A key element of "self-worth" is "self-respect."

We're taught from a young age to "be respectful," but why is that? Respecting someone means that you make sure your behavior reflects that you value them. You see their worth, and therefore you treat them well.

If you respect someone, you listen to them, care about their opinions, and want the best for their well-being. These behaviors reinforce that this person has worth in your eyes.

Can you honestly say that you treat yourself respectfully? People who struggle with low self-worth usually treat themselves with a lack of self-respect. What can that look like?

4 Habits That Can Damage Your Self-Respect:

1) Letting other people’s perception of you shape how you feel about yourself. It's normal to be pleased when someone approves of you, or to be disappointed if they don't. If, however, you find yourself constantly chasing the high of being liked, or feeling devasted by the idea that you aren't, you may be an “approval addict.” It sounds like you equate the love, acceptance, or praise of someone else with whether or not you are worthy of respect. Instead, it's important to remind yourself of your value and that you deserve respect no matter what you think others feel about you.
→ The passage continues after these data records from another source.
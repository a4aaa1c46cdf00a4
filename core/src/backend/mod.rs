//! backend/mod.rs
//! Reference adapters for the capability traits in [`crate::fs`].
//!
//! - `MemFs`: concurrency-safe in-memory tree, the scratch store for tests.
//! - `LocalFs`: local disk through `std::fs`, optionally rooted at a
//!   directory.
//!
//! Remote stores (HDFS, S3-style object stores) plug in by implementing the
//! same traits outside this crate.

pub mod local;
pub mod memory;

pub use local::LocalFs;
pub use memory::MemFs;

use std::io;

pub(crate) fn not_found(path: &str) -> io::Error {
    io::Error::new(io::ErrorKind::NotFound, format!("{path}: no such file or directory"))
}

pub(crate) fn not_a_dir(path: &str) -> io::Error {
    io::Error::new(io::ErrorKind::Other, format!("{path}: not a directory"))
}

pub(crate) fn is_a_dir(path: &str) -> io::Error {
    io::Error::new(io::ErrorKind::Other, format!("{path}: is a directory"))
}
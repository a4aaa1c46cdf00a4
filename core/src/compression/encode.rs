//! compression/encode.rs
//! Write-path decoration: a buffered raw stream in, a compressing `Write` out.

use std::io::{self, Write};

use flate2::write::{GzEncoder, ZlibEncoder};
use flate2::Compression;
use snap::write::FrameEncoder;

use crate::compression::parallel::ParallelGzEncoder;
use crate::compression::types::{CodecError, CompressionKind, GzipConcurrency};

/// A writer decorated with the requested compressor.
///
/// `finish` writes codec trailers into the next layer without flushing or
/// closing it; the owner then flushes and closes the lower layers itself.
pub enum EncodeStream<W: Write> {
    Plain(W),
    Gzip(GzEncoder<W>),
    ParallelGzip(ParallelGzEncoder<W>),
    Zlib(ZlibEncoder<W>),
    Snappy(FrameEncoder<W>),
}

impl<W: Write> EncodeStream<W> {
    pub fn kind(&self) -> CompressionKind {
        match self {
            EncodeStream::Plain(_) => CompressionKind::None,
            EncodeStream::Gzip(_) | EncodeStream::ParallelGzip(_) => CompressionKind::Gzip,
            EncodeStream::Zlib(_) => CompressionKind::Zlib,
            EncodeStream::Snappy(_) => CompressionKind::Snappy,
        }
    }

    pub fn get_mut(&mut self) -> &mut W {
        match self {
            EncodeStream::Plain(w) => w,
            EncodeStream::Gzip(e) => e.get_mut(),
            EncodeStream::ParallelGzip(e) => e.get_mut(),
            EncodeStream::Zlib(e) => e.get_mut(),
            EncodeStream::Snappy(e) => e.get_mut(),
        }
    }

    /// Pushes every pending compressed byte and trailer into the next layer.
    /// Idempotent; a no-op for `Plain`.
    pub fn finish(&mut self) -> io::Result<()> {
        match self {
            EncodeStream::Plain(_) => Ok(()),
            EncodeStream::Gzip(e) => e.try_finish(),
            EncodeStream::ParallelGzip(e) => e.try_finish(),
            EncodeStream::Zlib(e) => e.try_finish(),
            // Framing format has no trailer: emitting the buffered chunk is enough.
            EncodeStream::Snappy(e) => e.flush(),
        }
    }
}

impl<W: Write> Write for EncodeStream<W> {
    fn write(&mut self, buf: &[u8]) -> io::Result<usize> {
        match self {
            EncodeStream::Plain(w) => w.write(buf),
            EncodeStream::Gzip(e) => e.write(buf),
            EncodeStream::ParallelGzip(e) => e.write(buf),
            EncodeStream::Zlib(e) => e.write(buf),
            EncodeStream::Snappy(e) => e.write(buf),
        }
    }

    fn flush(&mut self) -> io::Result<()> {
        match self {
            EncodeStream::Plain(w) => w.flush(),
            EncodeStream::Gzip(e) => e.flush(),
            EncodeStream::ParallelGzip(e) => e.flush(),
            EncodeStream::Zlib(e) => e.flush(),
            EncodeStream::Snappy(e) => e.flush(),
        }
    }
}

/// Layers a compressor of `kind` over `w`.
///
/// `concurrency` only affects gzip; `None` selects the serial encoder whose
/// output is byte-for-byte reproducible.
pub fn encoder<W: Write>(
    w: W,
    kind: CompressionKind,
    concurrency: Option<GzipConcurrency>,
) -> Result<EncodeStream<W>, CodecError> {
    encoder_for(w, kind, concurrency).map_err(|(e, _)| e)
}

/// Same as [`encoder`] but returns `w` alongside the error so the caller can
/// release it.
pub fn encoder_for<W: Write>(
    w: W,
    kind: CompressionKind,
    concurrency: Option<GzipConcurrency>,
) -> Result<EncodeStream<W>, (CodecError, W)> {
    let level = Compression::default();
    Ok(match kind {
        CompressionKind::None => EncodeStream::Plain(w),
        CompressionKind::Gzip => match concurrency {
            Some(cfg) => EncodeStream::ParallelGzip(ParallelGzEncoder::try_new(w, cfg)?),
            None => EncodeStream::Gzip(GzEncoder::new(w, level)),
        },
        CompressionKind::Zlib => EncodeStream::Zlib(ZlibEncoder::new(w, level)),
        CompressionKind::Snappy => EncodeStream::Snappy(FrameEncoder::new(w)),
    })
}

/// Compresses a whole buffer in memory.
pub fn compress_bytes(
    data: &[u8],
    kind: CompressionKind,
    concurrency: Option<GzipConcurrency>,
) -> Result<Vec<u8>, CodecError> {
    let io_err = |e| CodecError::Io { kind, source: e };
    let mut enc = encoder(Vec::new(), kind, concurrency)?;
    enc.write_all(data).map_err(io_err)?;
    enc.finish().map_err(io_err)?;
    Ok(std::mem::take(enc.get_mut()))
}

/// Decompresses a whole buffer in memory.
pub fn decompress_bytes(data: &[u8], kind: CompressionKind) -> Result<Vec<u8>, CodecError> {
    use std::io::Read;

    let mut dec = crate::compression::decode::decoder(data, kind)?;
    let mut out = Vec::new();
    dec.read_to_end(&mut out).map_err(|e| CodecError::Io { kind, source: e })?;
    Ok(out)
}
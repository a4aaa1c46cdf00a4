use std::fmt;
use std::io;

use thiserror::Error;

use crate::compression::CodecError;

/// Which layer of a reader/writer stack an error came from.
#[derive(Copy, Clone, Debug, PartialEq, Eq)]
pub enum Layer {
    /// Compression / decompression stream.
    Codec,
    /// Write buffer between codec and raw handle.
    Buffer,
    /// Backend-provided handle.
    Raw,
}

impl fmt::Display for Layer {
    fn fmt(&self, f: &mut fmt::Formatter<'_>) -> fmt::Result {
        f.write_str(match self {
            Layer::Codec => "codec",
            Layer::Buffer => "buffer",
            Layer::Raw => "raw",
        })
    }
}

/// Unified error for pooled readers and writers.
/// - Every variant carries the path so a log line alone is enough to diagnose.
/// - `Close` names the failing layer.
#[derive(Debug, Error)]
pub enum FileOpError {
    #[error("open file {path}: {source}")]
    Open {
        path: String,
        #[source]
        source: io::Error,
    },

    #[error("mkdir {dir} for {path}: {source}")]
    Mkdir {
        path: String,
        dir: String,
        #[source]
        source: io::Error,
    },

    #[error("create dst {path}: {source}")]
    Create {
        path: String,
        #[source]
        source: io::Error,
    },

    /// `cleanup` holds the failure of closing the raw handle afterwards.
    #[error(
        "compress stream {path}: {source}{}",
        .cleanup.as_ref().map(|e| format!(" (close after failure: {e})")).unwrap_or_default()
    )]
    Codec {
        path: String,
        #[source]
        source: CodecError,
        cleanup: Option<io::Error>,
    },

    #[error("read {path}: {source}")]
    Read {
        path: String,
        #[source]
        source: io::Error,
    },

    #[error("write {path}: {source}")]
    Write {
        path: String,
        #[source]
        source: io::Error,
    },

    #[error("scan {path}: {source}")]
    Scan {
        path: String,
        #[source]
        source: io::Error,
    },

    #[error("close {layer} of {path}: {source}")]
    Close {
        path: String,
        layer: Layer,
        #[source]
        source: io::Error,
    },
}

impl FileOpError {
    pub fn path(&self) -> &str {
        match self {
            FileOpError::Open { path, .. }
            | FileOpError::Mkdir { path, .. }
            | FileOpError::Create { path, .. }
            | FileOpError::Codec { path, .. }
            | FileOpError::Read { path, .. }
            | FileOpError::Write { path, .. }
            | FileOpError::Scan { path, .. }
            | FileOpError::Close { path, .. } => path,
        }
    }

    pub fn is_not_found(&self) -> bool {
        match self {
            FileOpError::Open { source, .. } | FileOpError::Create { source, .. } => {
                source.kind() == io::ErrorKind::NotFound
            }
            _ => false,
        }
    }
}

impl From<FileOpError> for io::Error {
    fn from(e: FileOpError) -> Self {
        let kind = match &e {
            FileOpError::Open { source, .. }
            | FileOpError::Mkdir { source, .. }
            | FileOpError::Create { source, .. }
            | FileOpError::Read { source, .. }
            | FileOpError::Write { source, .. }
            | FileOpError::Scan { source, .. }
            | FileOpError::Close { source, .. } => source.kind(),
            FileOpError::Codec { source, .. } => match source {
                CodecError::MalformedHeader { .. } => io::ErrorKind::InvalidData,
                CodecError::EmptyStream { .. } => io::ErrorKind::UnexpectedEof,
                CodecError::Io { source, .. } => source.kind(),
                _ => io::ErrorKind::InvalidInput,
            },
        };
        io::Error::new(kind, e)
    }
}

/// Reports whether `err` cannot be fixed by retrying: end-of-stream, a
/// missing path or a malformed compressed header. Anything else may be
/// transient.
pub fn is_unhandled_error(err: &FileOpError) -> bool {
    match err {
        FileOpError::Codec { source, .. } => source.is_unhandled(),
        FileOpError::Open { source, .. } | FileOpError::Read { source, .. } | FileOpError::Scan { source, .. } => {
            is_unhandled_io_error(source)
        }
        _ => false,
    }
}

/// `io::Error` flavour of [`is_unhandled_error`], for errors surfaced by
/// `Read::read` on an open reader. Only end of stream, a missing path and a
/// bad codec header count; other `InvalidData`, such as corruption found
/// mid-stream, is left to the caller.
pub fn is_unhandled_io_error(err: &io::Error) -> bool {
    if let Some(inner) = err.get_ref() {
        if let Some(op) = inner.downcast_ref::<FileOpError>() {
            return is_unhandled_error(op);
        }
        if let Some(codec) = inner.downcast_ref::<CodecError>() {
            return codec.is_unhandled();
        }
    }
    matches!(err.kind(), io::ErrorKind::UnexpectedEof | io::ErrorKind::NotFound)
}
//! compression/types.rs
//! Codec selector, concurrent-gzip settings and codec errors.

use std::fmt;
use std::io;
use std::str::FromStr;

use num_enum::TryFromPrimitive;
use serde::{Deserialize, Serialize};
use thiserror::Error;

use crate::constants::{
    codec_ids, DEFAULT_GZIP_BLOCK_SIZE, DEFAULT_GZIP_WORKERS, MAX_GZIP_BLOCK_SIZE, MIN_GZIP_BLOCK_SIZE,
};

/// Compression applied transparently by readers and writers.
#[repr(u8)]
#[derive(Copy, Clone, Debug, PartialEq, Eq, Hash, TryFromPrimitive, Serialize, Deserialize)]
#[serde(rename_all = "lowercase")]
pub enum CompressionKind {
    None   = codec_ids::NONE,
    Gzip   = codec_ids::GZIP,
    Zlib   = codec_ids::ZLIB,
    Snappy = codec_ids::SNAPPY,
}

impl CompressionKind {
    pub const ALL: [CompressionKind; 4] =
        [CompressionKind::None, CompressionKind::Gzip, CompressionKind::Zlib, CompressionKind::Snappy];

    pub fn name(self) -> &'static str {
        match self {
            CompressionKind::None => "none",
            CompressionKind::Gzip => "gzip",
            CompressionKind::Zlib => "zlib",
            CompressionKind::Snappy => "snappy",
        }
    }

    /// Conventional file extension, without the dot.
    pub fn extension(self) -> Option<&'static str> {
        match self {
            CompressionKind::None => None,
            CompressionKind::Gzip => Some("gz"),
            CompressionKind::Zlib => Some("zz"),
            CompressionKind::Snappy => Some("sz"),
        }
    }
}

// Not derived: num_enum reads `#[default]` as its catch-all variant.
impl Default for CompressionKind {
    fn default() -> Self {
        CompressionKind::None
    }
}

impl fmt::Display for CompressionKind {
    fn fmt(&self, f: &mut fmt::Formatter<'_>) -> fmt::Result {
        f.write_str(self.name())
    }
}

impl FromStr for CompressionKind {
    type Err = CodecError;

    fn from_str(s: &str) -> Result<Self, Self::Err> {
        match s.to_ascii_lowercase().as_str() {
            "" | "none" => Ok(CompressionKind::None),
            "gzip" | "gz" => Ok(CompressionKind::Gzip),
            "zlib" => Ok(CompressionKind::Zlib),
            "snappy" => Ok(CompressionKind::Snappy),
            _ => Err(CodecError::UnknownKind(s.to_string())),
        }
    }
}

/// Block-parallel gzip settings for the write path.
///
/// Output is a sequence of independent gzip members, one per block, which
/// any multi-member aware decoder (gzip(1), `MultiGzDecoder`) reads back as
/// the uncompressed input.
#[derive(Copy, Clone, Debug, PartialEq, Eq, Serialize, Deserialize)]
#[serde(default)]
pub struct GzipConcurrency {
    pub block_size: usize,
    pub workers: usize,
}

impl Default for GzipConcurrency {
    fn default() -> Self {
        Self {
            block_size: DEFAULT_GZIP_BLOCK_SIZE,
            workers: num_cpus::get().clamp(1, DEFAULT_GZIP_WORKERS),
        }
    }
}

impl GzipConcurrency {
    pub fn new(block_size: usize, workers: usize) -> Self {
        Self { block_size, workers }
    }

    pub fn validate(&self) -> Result<(), CodecError> {
        if self.workers == 0 {
            return Err(CodecError::InvalidConcurrency("workers must be > 0".into()));
        }
        if self.block_size < MIN_GZIP_BLOCK_SIZE || self.block_size > MAX_GZIP_BLOCK_SIZE {
            return Err(CodecError::InvalidConcurrency(format!(
                "block size {} outside [{}, {}]",
                self.block_size, MIN_GZIP_BLOCK_SIZE, MAX_GZIP_BLOCK_SIZE
            )));
        }
        Ok(())
    }
}

#[derive(Debug, Error)]
pub enum CodecError {
    #[error("unknown compression kind: {0:?}")]
    UnknownKind(String),

    /// The stream does not start with a valid header for the codec.
    #[error("{kind} stream has an invalid header")]
    MalformedHeader { kind: CompressionKind },

    /// A compressed stream was requested over zero bytes.
    #[error("{kind} stream is empty")]
    EmptyStream { kind: CompressionKind },

    #[error("invalid gzip concurrency: {0}")]
    InvalidConcurrency(String),

    #[error("{kind} codec i/o: {source}")]
    Io {
        kind: CompressionKind,
        #[source]
        source: io::Error,
    },
}

impl CodecError {
    /// Errors that retrying the same open cannot fix.
    pub fn is_unhandled(&self) -> bool {
        match self {
            CodecError::MalformedHeader { .. } | CodecError::EmptyStream { .. } => true,
            CodecError::Io { source, .. } => crate::types::is_unhandled_io_error(source),
            _ => false,
        }
    }
}
//! config.rs
//! Per-call option values. Nothing here is process-global: every writer is
//! built from the options passed to it.

use serde::{Deserialize, Serialize};

use crate::compression::{CompressionKind, GzipConcurrency};
use crate::constants::{DEFAULT_BUFFER_SIZE, DEFAULT_POOL_IDLE};

/// Options for [`crate::writer::FileWriter`].
#[derive(Debug, Clone, PartialEq, Eq, Default, Serialize, Deserialize)]
#[serde(default)]
pub struct WriterOptions {
    /// Buffer between codec and raw handle; `0` selects `DEFAULT_BUFFER_SIZE`.
    pub buffer_size: usize,
    pub compression: CompressionKind,
    /// Block-parallel gzip; ignored for other codecs.
    pub gzip_concurrency: Option<GzipConcurrency>,
}

impl WriterOptions {
    pub fn new(buffer_size: usize, compression: CompressionKind) -> Self {
        Self { buffer_size, compression, gzip_concurrency: None }
    }

    pub fn with_gzip_concurrency(mut self, cfg: GzipConcurrency) -> Self {
        self.gzip_concurrency = Some(cfg);
        self
    }

    pub fn effective_buffer_size(&self) -> usize {
        if self.buffer_size > 0 {
            self.buffer_size
        } else {
            DEFAULT_BUFFER_SIZE
        }
    }

    /// Concurrency setting actually handed to the codec layer.
    pub fn codec_concurrency(&self) -> Option<GzipConcurrency> {
        match self.compression {
            CompressionKind::Gzip => self.gzip_concurrency,
            _ => None,
        }
    }
}

/// Sizing of a reader or writer pool.
#[derive(Debug, Clone, Copy, PartialEq, Eq, Serialize, Deserialize)]
#[serde(default)]
pub struct PoolConfig {
    /// Idle objects kept for reuse; `0` disables pooling.
    pub max_idle: usize,
}

impl Default for PoolConfig {
    fn default() -> Self {
        Self { max_idle: DEFAULT_POOL_IDLE }
    }
}
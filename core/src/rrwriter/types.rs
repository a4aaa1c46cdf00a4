//! rrwriter/types.rs

use std::io;

use thiserror::Error;

/// One destination that failed to close.
#[derive(Debug, Error)]
#[error("{path}: {source}")]
pub struct DestinationError {
    pub index: usize,
    pub path: String,
    #[source]
    pub source: io::Error,
}

#[derive(Debug, Error)]
pub enum RoundRobinError {
    #[error("round-robin writer needs at least one destination")]
    NoDestinations,

    #[error("new writer {path}: {source}")]
    Open {
        path: String,
        #[source]
        source: io::Error,
    },

    /// Every destination that failed to close, in index order.
    #[error("close {} destination(s): {}", .0.len(), join_errors(.0))]
    Close(Vec<DestinationError>),

    #[error("close callback {path}: {source}")]
    Callback {
        path: String,
        #[source]
        source: anyhow::Error,
    },
}

fn join_errors(errors: &[DestinationError]) -> String {
    errors.iter().map(ToString::to_string).collect::<Vec<_>>().join(", ")
}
2) Speaking badly about yourself. Saying things like, “I’m such mess," "I'm a loser," "I'm so stupid," "I'm not good at anything," "I don't know what I'm doing," "Nobody loves me," or "I hate myself,” isn't respectful. Even if you mean them as a joke, repeating these phrases will eventually take root and become what you believe about yourself. Instead, try saying, “I am working on ____,” or "I want to get better at ____." Try imagining how you would speak to a person you love and respect, even when they've messed up.

3) Trying to be or do anything you don’t wish to be or do, in order to gain someone's love, approval, or friendship. If someone is pressuring or forcing you to behave in a way that doesn't feel true to your values, they do not respect you, nor do they deserve your respect. If you feel unsafe refusing someone's demands or expectations of you, it's possible that you're in a toxic or abusive relationship. Seek help, and get out of that situation. Consistenly engagaging in activities that don't mesh with your true identity and values will slowly erode your self-respect because you are teaching your mind that your true self does not deserve to be listened to or trusted. Trust yourself. Be yourself. Make up your own mind about who you are!

4) Violating your own moral code. In order to do that, however, you kneed to first know and understand your own moral code. Build a habit of spending time with yourself every so often to reflect on what you believe and value. That way, you can know yourself well enough to make decisions that align with your code. Stand firm, hold true to your convictions, and you'll be able to respect yourself for sticking to your beliefs.